それでもナハトヴァールは止まらない。すぐに石化を解いてまた暴れ出そうとするが、それをクロノが万物を凍らせる『エターナルコフィン』を行使。ナハトヴァールを凍らせた。
これで終わりだと燐夜は思ったが、あいつらはそうでもないらしい。
「なのは! フェイト! はやて!」
そう叫ぶクロノの声を合図にして、三人はこれが最後になると信じて自分の魔法の中の一番の魔法を行使。
《Star Light Breaker》
「全力全開!! スターライトォォ……」
なのはの足元に空間に散らばった魔力が集められて、大きな桃色の塊となっていく。しかもそれがどんどん大きくなっていくのだ。
《Plasma Zanber》
「雷光一閃!! プラズマザンパー!!」
フェイトが振り上げた雷刃に雷が落ちて、それをそのまま帯電。時々雷電を迸らせている。
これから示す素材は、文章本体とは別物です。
//! Serializable graph document.

use std::fs;
use std::path::Path;

use serde::{Deserialize, Serialize};

use crate::agents::AgentSpec;
use crate::core::{
    AdaptorId, Endpoint, GroupPolicy, PortData, PortDirection, State, TaskId, TaskStyle,
    TransformSpec,
};
use crate::error::Result;
use crate::wlog_debug;
use crate::worklet::Worklet;

pub const DOCUMENT_VERSION: u32 = 1;

fn default_version() -> u32 {
    DOCUMENT_VERSION
}

fn default_true() -> bool {
    true
}

#[derive(Debug, Clone, Serialize, Deserialize)]
pub struct PortRecord {
    pub name: String,
    pub direction: PortDirection,
    #[serde(default)]
    pub data: Option<PortData>,
}

#[derive(Debug, Clone, Serialize, Deserialize)]
pub struct GroupRecord {
    pub policy: GroupPolicy,
    #[serde(default)]
    pub children: Vec<TaskId>,
    /// Explicitly set child weights, in child order.
    #[serde(default)]
    pub weights: Vec<(TaskId, f64)>,
}

#[derive(Debug, Clone, Serialize, Deserialize)]
pub struct TaskRecord {
    pub id: TaskId,
    pub seq: u64,
    pub name: String,
    pub state: State,
    #[serde(default)]
    pub marked_completed: bool,
    #[serde(default = "default_true")]
    pub relevant: bool,
    #[serde(default)]
    pub style: TaskStyle,
    #[serde(default)]
    pub ports: Vec<PortRecord>,
    #[serde(default)]
    pub agents: Vec<AgentSpec>,
    #[serde(default)]
    pub group: Option<GroupRecord>,
    #[serde(default)]
    pub parent: Option<TaskId>,
}

#[derive(Debug, Clone, Serialize, Deserialize)]
pub struct AdaptorRecord {
    pub id: AdaptorId,
    pub seq: u64,
    pub source: Endpoint,
    pub target: Endpoint,
    #[serde(default)]
    pub transform: TransformSpec,
    #[serde(default = "default_true")]
    pub enabled: bool,
}

/// A whole manager's graph: tasks and adaptors in creation order, plus
/// the registered worklets.
#[derive(Debug, Clone, Serialize, Deserialize)]
pub struct GraphDocument {
    #[serde(default = "default_version")]
    pub version: u32,
    #[serde(default)]
    pub tasks: Vec<TaskRecord>,
    #[serde(default)]
    pub adaptors: Vec<AdaptorRecord>,
    #[serde(default)]
    pub worklets: Vec<Worklet>,
    /// Ids of destroyed adaptors.
    #[serde(default)]
    pub retired: Vec<AdaptorId>,
}

impl Default for GraphDocument {
    fn default() -> Self {
        Self {
            version: DOCUMENT_VERSION,
            tasks: Vec::new(),
            adaptors: Vec::new(),
            worklets: Vec::new(),
            retired: Vec::new(),
        }
    }
}

impl GraphDocument {
    pub fn task(&self, id: TaskId) -> Option<&TaskRecord> {
        self.tasks.iter().find(|t| t.id == id)
    }

    pub fn from_json(s: &str) -> Result<Self> {
        Ok(serde_json::from_str(s)?)
    }

    pub fn to_json(&self) -> Result<String> {
        Ok(serde_json::to_string_pretty(self)?)
    }

    pub fn load(path: &Path) -> Result<Self> {
        wlog_debug!("GraphDocument::load path={}", path.display());
        let contents = fs::read_to_string(path)?;
        let doc = Self::from_json(&contents)?;
        wlog_debug!(
            "Graph document loaded: {} tasks, {} adaptors, {} worklets",
            doc.tasks.len(),
            doc.adaptors.len(),
            doc.worklets.len()
        );
        Ok(doc)
    }

    /// Write atomically: the previous file is kept as `.json.bak` and the
    /// new contents go through a temp file and a rename.
    pub fn save(&self, path: &Path) -> Result<()> {
        if let Some(dir) = path.parent() {
            if !dir.as_os_str().is_empty() && !dir.exists() {
                fs::create_dir_all(dir)?;
            }
        }
        if path.exists() {
            let backup_path = path.with_extension("json.bak");
            wlog_debug!("Creating graph backup: {}", backup_path.display());
            fs::copy(path, &backup_path)?;
        }
        let contents = self.to_json()?;
        let temp_path = path.with_extension("json.tmp");
        fs::write(&temp_path, &contents)?;
        fs::rename(&temp_path, path)?;
        wlog_debug!("Graph document saved: {}", path.display());
        Ok(())
    }
}
//! The manager's single propagation queue.
//!
//! Requests arriving from other threads (operation completions, external
//! re-evaluation requests) are posted here and applied by the manager's
//! owner in `process_pending`, never directly from the worker context.

use crossbeam_channel::Sender;

use crate::collab::OperationOutcome;
use crate::core::{Generation, TaskId};

#[derive(Debug)]
pub(crate) enum Request {
    Reevaluate(TaskId),
    Completion {
        task: TaskId,
        generation: Generation,
        outcome: OperationOutcome,
    },
}

/// Cloneable, `Send` handle for posting work to a manager.
#[derive(Debug, Clone)]
pub struct ManagerHandle {
    pub(crate) tx: Sender<Request>,
}

impl ManagerHandle {
    /// Ask for `task` to be re-evaluated on the next `process_pending`.
    ///
    /// Returns false if the manager has been dropped.
    pub fn request_reevaluate(&self, task: TaskId) -> bool {
        self.tx.send(Request::Reevaluate(task)).is_ok()
    }
}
……はやてはすぐには動かなかった。何を思ったのか、ナハトヴァールに向かって謝罪の言葉を小さな声で述べていた。
「ごめんな。……お休みな」
そして、すぐに悲しそうな表情を消し、引き締める。どうやら別れを告げたかったようだ。
自分のデバイスを掲げる。
「響け、終焉の笛。ラグナロク!!」
「「「ブレイカァァァァァァ――――――――!!!!!」」」
三人の魔法は燐夜から見ればここまでする必要があるのかとさえ疑問に思えるほどのものだったが、シャマルがコアを発見しようとしていて、見つけるには露出させる必要があるのかと自分を納得させた。
目を瞑り、全神経を集中させているシャマルが、すぐに見つけ出して取り出す。そのコアをアルフとユーノが長距離転送魔法を行使。宇宙空間のアースラ軌道上に転送する。
そうなれば、あとは見守るしかない。
――――数秒後、はるか上空で大きく光を放った。
◯
結果から言えば、なのはたちは賭けに勝った。誰しもが失敗を恐れることなく戦い抜いた結果なのかもしれない。燐夜はそれを一瞬たりとも見逃すことはなかった。ずっと、その瞳に焼き付けるかのように見続けた。
それからはやてがいきなり動いたことに体がついて行かず、そのまま意識を失い、アースラに全員で転移した。
すぐさまはやての検査が行われたが、どこにも異常は見当たることはなく、今まで動かなかった足もリハビリで元通りに歩けるようになるそうだ。
だが、闇の書に管理されていた守護騎士はそうはいかなかった。
闇の書に後付けされたナハトヴァールは、いずれまた自分で再生をしてリインフォースをまた飲み込むだろう。
だが、それは一番最悪の事態の場合であって、それはリインフォースが阻止した。まずは、ナハトヴァールの影響を一手に受けるためにシグナムたちを……いや、『ヴォルケンリッター』というプログラム自体を自分の独断で解除した。さらに、もはやプログラム体ではなくなったあの四人は、時間と共に段々と人間になっていくのだろう。
それでもリインフォースは違う。
誰にも相談することなく、自分がナハトヴァールの影響を一手に受けて、主であるはやての前から消えること。もっと具体的に言うのであれば、自分がこの世からの消滅という形で闇の書の一連の事件にけりをつけようとしているのだ。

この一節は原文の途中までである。